TRY IT
Filter on the word "live": copy each matching line from the listing below.

RECORDS FOR THE TASK
# # # #

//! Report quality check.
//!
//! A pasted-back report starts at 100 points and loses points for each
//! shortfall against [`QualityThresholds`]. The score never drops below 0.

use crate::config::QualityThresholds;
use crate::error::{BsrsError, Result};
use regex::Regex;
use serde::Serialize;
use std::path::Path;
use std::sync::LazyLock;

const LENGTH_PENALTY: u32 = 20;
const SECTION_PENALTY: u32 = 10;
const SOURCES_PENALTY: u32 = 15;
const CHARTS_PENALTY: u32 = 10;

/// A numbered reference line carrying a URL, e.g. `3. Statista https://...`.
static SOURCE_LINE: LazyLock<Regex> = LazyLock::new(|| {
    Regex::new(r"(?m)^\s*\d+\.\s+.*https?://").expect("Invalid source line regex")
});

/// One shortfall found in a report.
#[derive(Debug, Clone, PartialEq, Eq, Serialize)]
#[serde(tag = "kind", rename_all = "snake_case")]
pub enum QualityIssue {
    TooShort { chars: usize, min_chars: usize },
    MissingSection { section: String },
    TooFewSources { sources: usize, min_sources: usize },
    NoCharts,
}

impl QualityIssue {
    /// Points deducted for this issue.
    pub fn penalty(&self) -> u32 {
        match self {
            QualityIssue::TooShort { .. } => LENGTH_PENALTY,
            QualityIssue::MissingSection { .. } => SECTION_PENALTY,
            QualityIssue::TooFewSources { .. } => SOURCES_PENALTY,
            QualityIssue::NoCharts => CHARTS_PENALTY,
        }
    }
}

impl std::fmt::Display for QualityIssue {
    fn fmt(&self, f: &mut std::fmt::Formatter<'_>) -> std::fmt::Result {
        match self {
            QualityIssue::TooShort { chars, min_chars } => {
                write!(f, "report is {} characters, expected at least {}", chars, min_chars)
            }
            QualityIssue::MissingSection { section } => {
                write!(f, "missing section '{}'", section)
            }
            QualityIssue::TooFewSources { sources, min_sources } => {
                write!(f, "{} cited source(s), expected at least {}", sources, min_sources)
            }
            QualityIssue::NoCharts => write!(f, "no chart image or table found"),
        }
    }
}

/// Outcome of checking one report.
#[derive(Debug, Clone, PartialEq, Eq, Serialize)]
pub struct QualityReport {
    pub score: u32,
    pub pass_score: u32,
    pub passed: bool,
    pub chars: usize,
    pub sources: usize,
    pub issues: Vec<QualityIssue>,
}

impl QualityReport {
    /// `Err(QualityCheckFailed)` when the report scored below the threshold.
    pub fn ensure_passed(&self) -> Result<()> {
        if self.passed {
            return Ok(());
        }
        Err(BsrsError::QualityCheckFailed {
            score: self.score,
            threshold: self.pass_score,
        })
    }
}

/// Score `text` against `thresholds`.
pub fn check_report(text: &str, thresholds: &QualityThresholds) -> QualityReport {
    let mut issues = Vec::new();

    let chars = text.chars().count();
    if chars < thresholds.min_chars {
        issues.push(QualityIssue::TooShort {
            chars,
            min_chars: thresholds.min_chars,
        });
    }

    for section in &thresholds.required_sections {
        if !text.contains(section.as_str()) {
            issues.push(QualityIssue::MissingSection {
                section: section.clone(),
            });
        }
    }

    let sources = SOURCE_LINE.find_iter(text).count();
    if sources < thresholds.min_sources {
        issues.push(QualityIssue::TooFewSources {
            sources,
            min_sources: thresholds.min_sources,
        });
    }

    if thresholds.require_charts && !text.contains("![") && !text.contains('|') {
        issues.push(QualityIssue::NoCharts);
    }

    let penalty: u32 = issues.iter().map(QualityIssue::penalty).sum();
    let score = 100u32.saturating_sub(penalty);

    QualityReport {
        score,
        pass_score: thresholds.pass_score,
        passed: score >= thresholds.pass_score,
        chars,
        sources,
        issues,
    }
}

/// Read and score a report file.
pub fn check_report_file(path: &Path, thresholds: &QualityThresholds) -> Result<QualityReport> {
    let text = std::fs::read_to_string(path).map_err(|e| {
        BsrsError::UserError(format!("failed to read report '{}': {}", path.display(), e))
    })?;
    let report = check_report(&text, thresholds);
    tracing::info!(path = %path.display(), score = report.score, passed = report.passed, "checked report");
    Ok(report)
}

# # # #

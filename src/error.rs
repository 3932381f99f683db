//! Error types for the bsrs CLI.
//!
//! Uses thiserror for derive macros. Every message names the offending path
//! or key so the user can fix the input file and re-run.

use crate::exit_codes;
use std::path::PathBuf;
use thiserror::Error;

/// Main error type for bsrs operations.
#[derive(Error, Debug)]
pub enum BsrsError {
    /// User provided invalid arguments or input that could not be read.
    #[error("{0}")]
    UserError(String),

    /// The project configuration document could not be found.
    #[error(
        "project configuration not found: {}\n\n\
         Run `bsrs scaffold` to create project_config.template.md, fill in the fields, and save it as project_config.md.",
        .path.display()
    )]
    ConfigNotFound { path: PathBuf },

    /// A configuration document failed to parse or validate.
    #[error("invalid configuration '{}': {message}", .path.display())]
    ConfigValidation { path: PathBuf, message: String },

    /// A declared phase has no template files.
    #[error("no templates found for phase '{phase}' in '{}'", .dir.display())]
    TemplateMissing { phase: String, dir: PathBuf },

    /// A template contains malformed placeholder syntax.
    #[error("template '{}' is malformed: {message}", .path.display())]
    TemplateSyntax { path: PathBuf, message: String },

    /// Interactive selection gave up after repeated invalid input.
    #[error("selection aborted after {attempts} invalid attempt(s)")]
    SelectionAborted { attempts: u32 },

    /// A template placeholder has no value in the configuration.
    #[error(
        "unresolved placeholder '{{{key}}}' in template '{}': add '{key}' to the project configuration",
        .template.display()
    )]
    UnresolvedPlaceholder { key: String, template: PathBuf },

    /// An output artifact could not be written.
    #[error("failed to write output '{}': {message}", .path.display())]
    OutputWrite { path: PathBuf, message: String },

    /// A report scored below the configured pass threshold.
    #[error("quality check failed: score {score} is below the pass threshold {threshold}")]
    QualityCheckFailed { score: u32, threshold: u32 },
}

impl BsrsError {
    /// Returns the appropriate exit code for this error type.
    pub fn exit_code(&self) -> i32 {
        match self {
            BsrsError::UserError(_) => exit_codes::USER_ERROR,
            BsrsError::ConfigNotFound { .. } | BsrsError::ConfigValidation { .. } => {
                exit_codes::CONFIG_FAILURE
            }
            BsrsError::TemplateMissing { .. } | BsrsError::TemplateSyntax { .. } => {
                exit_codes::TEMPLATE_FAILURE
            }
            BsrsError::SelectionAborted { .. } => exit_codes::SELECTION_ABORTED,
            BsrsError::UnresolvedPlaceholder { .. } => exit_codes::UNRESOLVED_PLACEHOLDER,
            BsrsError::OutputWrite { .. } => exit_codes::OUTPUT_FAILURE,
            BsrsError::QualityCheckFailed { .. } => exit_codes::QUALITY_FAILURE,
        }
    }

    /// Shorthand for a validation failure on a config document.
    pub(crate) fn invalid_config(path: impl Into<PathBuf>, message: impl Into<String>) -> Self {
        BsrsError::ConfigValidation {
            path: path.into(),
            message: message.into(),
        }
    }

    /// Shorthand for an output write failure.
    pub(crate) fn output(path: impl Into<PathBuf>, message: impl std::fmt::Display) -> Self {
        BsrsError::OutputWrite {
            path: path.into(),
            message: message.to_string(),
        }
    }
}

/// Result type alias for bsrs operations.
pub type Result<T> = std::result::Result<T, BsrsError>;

# # # #

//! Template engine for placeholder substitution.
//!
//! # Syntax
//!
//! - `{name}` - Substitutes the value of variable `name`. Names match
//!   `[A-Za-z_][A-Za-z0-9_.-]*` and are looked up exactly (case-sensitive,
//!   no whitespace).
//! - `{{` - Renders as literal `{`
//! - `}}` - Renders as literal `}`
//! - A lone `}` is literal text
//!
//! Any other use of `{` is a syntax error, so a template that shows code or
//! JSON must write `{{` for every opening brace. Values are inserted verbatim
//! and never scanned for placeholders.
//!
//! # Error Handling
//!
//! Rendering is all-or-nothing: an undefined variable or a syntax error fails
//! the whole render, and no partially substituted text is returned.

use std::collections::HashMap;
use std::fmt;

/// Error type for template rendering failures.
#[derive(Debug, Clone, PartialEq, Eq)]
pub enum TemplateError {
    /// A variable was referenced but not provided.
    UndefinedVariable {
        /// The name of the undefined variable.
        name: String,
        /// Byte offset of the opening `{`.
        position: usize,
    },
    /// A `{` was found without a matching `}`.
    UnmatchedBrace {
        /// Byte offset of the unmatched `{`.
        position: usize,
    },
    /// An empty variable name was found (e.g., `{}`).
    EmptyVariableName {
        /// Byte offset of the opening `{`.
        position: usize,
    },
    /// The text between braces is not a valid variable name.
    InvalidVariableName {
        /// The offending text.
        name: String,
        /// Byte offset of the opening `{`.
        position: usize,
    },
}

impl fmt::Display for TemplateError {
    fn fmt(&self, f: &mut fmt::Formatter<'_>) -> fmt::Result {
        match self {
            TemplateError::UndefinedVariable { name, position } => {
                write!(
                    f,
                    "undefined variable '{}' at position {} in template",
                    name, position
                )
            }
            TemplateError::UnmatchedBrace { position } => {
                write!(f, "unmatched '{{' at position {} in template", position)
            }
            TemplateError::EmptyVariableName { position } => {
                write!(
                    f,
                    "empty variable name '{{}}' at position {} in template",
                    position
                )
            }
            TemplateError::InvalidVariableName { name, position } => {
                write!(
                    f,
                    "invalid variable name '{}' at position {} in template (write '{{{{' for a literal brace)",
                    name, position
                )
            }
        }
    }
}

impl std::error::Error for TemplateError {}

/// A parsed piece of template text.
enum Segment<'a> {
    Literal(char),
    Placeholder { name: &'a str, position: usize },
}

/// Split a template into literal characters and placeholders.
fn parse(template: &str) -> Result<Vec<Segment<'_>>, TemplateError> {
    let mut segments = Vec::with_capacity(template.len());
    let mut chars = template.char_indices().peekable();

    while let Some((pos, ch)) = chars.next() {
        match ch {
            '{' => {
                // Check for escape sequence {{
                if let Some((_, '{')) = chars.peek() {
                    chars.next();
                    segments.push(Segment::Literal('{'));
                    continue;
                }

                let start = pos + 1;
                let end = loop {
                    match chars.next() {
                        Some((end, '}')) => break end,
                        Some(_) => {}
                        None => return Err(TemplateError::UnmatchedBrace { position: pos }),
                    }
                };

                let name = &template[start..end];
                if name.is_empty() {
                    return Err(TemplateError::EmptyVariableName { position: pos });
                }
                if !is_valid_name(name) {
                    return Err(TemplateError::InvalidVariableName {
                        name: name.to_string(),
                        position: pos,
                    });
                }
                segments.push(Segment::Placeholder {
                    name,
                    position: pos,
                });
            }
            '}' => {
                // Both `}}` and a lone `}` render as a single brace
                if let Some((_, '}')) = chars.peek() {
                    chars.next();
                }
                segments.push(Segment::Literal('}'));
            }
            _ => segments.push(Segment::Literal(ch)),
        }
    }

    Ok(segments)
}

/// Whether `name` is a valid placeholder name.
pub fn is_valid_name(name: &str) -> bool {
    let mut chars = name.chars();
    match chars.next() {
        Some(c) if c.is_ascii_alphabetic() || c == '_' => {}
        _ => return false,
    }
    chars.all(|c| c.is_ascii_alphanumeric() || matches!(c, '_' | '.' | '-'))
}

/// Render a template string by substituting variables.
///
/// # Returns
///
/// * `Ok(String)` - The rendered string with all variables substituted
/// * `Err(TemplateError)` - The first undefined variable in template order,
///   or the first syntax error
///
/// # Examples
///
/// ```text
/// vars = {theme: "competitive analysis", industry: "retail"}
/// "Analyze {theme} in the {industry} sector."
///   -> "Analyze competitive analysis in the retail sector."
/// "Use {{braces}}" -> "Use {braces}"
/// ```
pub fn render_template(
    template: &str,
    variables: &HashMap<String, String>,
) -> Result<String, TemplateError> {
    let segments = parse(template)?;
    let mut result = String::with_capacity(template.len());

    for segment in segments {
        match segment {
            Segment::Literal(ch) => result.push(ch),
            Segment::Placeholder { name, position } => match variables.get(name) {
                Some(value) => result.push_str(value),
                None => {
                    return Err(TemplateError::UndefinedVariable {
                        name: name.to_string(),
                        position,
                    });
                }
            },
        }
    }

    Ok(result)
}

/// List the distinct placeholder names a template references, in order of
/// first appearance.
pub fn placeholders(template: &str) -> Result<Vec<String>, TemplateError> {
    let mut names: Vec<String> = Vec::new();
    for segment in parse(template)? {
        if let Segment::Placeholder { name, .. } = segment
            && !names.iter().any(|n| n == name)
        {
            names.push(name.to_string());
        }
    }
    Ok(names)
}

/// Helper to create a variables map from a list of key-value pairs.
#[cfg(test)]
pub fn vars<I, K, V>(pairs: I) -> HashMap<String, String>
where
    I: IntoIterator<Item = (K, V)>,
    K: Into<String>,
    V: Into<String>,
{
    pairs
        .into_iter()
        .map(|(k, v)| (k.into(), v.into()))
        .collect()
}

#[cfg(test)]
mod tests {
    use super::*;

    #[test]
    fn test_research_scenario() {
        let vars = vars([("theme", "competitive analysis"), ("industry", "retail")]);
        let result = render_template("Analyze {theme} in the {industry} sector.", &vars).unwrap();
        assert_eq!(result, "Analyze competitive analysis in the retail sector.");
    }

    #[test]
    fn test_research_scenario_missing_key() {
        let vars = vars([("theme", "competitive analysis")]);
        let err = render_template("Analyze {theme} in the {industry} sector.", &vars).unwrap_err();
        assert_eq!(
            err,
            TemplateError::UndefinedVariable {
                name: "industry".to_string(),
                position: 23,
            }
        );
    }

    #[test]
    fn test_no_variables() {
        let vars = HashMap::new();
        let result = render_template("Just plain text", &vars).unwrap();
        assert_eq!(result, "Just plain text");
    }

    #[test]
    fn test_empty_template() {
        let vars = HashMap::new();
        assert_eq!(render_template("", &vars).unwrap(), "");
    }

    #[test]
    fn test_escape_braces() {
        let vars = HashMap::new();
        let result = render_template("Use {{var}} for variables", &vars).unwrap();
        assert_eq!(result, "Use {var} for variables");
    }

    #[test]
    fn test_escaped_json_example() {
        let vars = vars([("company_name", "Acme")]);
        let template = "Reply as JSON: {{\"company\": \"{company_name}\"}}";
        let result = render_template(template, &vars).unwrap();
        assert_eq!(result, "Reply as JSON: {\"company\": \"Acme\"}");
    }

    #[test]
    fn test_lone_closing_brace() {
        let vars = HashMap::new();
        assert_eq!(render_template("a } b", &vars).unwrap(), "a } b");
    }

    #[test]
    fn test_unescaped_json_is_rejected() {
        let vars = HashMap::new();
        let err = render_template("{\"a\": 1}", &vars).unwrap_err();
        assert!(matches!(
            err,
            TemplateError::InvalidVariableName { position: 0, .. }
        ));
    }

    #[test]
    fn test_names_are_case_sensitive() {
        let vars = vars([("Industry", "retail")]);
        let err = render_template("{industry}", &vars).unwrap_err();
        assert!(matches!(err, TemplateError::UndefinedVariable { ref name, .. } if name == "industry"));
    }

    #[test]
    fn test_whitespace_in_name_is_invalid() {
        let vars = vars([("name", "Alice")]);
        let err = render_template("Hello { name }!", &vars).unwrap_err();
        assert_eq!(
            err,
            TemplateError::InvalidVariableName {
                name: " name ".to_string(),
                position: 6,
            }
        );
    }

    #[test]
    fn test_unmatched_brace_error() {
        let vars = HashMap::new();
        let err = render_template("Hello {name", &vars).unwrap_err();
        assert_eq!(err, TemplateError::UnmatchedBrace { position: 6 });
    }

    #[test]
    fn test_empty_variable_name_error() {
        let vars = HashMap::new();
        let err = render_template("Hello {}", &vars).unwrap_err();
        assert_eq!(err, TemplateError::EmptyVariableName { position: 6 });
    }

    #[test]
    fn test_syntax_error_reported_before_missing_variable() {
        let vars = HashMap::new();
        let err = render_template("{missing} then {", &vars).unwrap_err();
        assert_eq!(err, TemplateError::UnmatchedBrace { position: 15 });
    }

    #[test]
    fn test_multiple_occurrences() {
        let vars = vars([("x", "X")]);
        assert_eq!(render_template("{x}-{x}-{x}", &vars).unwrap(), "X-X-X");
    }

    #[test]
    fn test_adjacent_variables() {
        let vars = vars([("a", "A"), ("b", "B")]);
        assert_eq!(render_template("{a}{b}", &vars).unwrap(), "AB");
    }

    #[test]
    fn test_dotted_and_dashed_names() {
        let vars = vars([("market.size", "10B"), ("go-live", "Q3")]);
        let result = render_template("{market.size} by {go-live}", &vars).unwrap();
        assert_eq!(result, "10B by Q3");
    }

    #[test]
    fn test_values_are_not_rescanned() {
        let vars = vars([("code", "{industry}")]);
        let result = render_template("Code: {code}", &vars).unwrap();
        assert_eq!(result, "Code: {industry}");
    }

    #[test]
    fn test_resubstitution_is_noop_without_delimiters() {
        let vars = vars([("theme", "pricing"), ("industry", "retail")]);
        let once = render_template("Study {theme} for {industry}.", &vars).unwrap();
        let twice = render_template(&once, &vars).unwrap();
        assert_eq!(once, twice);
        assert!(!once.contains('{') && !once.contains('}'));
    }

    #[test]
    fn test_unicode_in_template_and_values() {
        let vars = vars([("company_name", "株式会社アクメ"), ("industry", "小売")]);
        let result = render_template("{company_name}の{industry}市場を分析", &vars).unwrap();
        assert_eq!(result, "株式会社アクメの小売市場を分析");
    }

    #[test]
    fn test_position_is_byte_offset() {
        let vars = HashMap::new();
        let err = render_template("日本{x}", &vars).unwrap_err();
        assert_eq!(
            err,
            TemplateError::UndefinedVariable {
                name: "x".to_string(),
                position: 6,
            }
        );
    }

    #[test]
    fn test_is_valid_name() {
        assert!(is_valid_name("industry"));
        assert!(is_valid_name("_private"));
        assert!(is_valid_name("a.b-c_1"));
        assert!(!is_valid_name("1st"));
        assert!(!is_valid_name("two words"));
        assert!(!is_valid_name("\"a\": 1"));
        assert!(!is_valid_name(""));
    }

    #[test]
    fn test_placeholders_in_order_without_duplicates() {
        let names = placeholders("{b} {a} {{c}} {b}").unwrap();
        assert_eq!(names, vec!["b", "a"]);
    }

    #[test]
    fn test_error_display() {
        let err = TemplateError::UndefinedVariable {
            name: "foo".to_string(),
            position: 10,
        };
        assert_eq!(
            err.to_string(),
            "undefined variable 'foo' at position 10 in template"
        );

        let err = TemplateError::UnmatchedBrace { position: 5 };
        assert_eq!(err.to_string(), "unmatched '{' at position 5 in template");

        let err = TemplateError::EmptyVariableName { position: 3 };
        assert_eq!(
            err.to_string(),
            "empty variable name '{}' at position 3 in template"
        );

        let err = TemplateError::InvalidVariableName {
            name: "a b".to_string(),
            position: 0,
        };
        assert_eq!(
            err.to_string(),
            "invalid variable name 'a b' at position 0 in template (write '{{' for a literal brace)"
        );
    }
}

# # # #

SOLUTION FOR THIS PROBLEM
        let vars = vars([("market.size", "10B"), ("go-live", "Q3")]);
        let result = render_template("{market.size} by {go-live}", &vars).unwrap();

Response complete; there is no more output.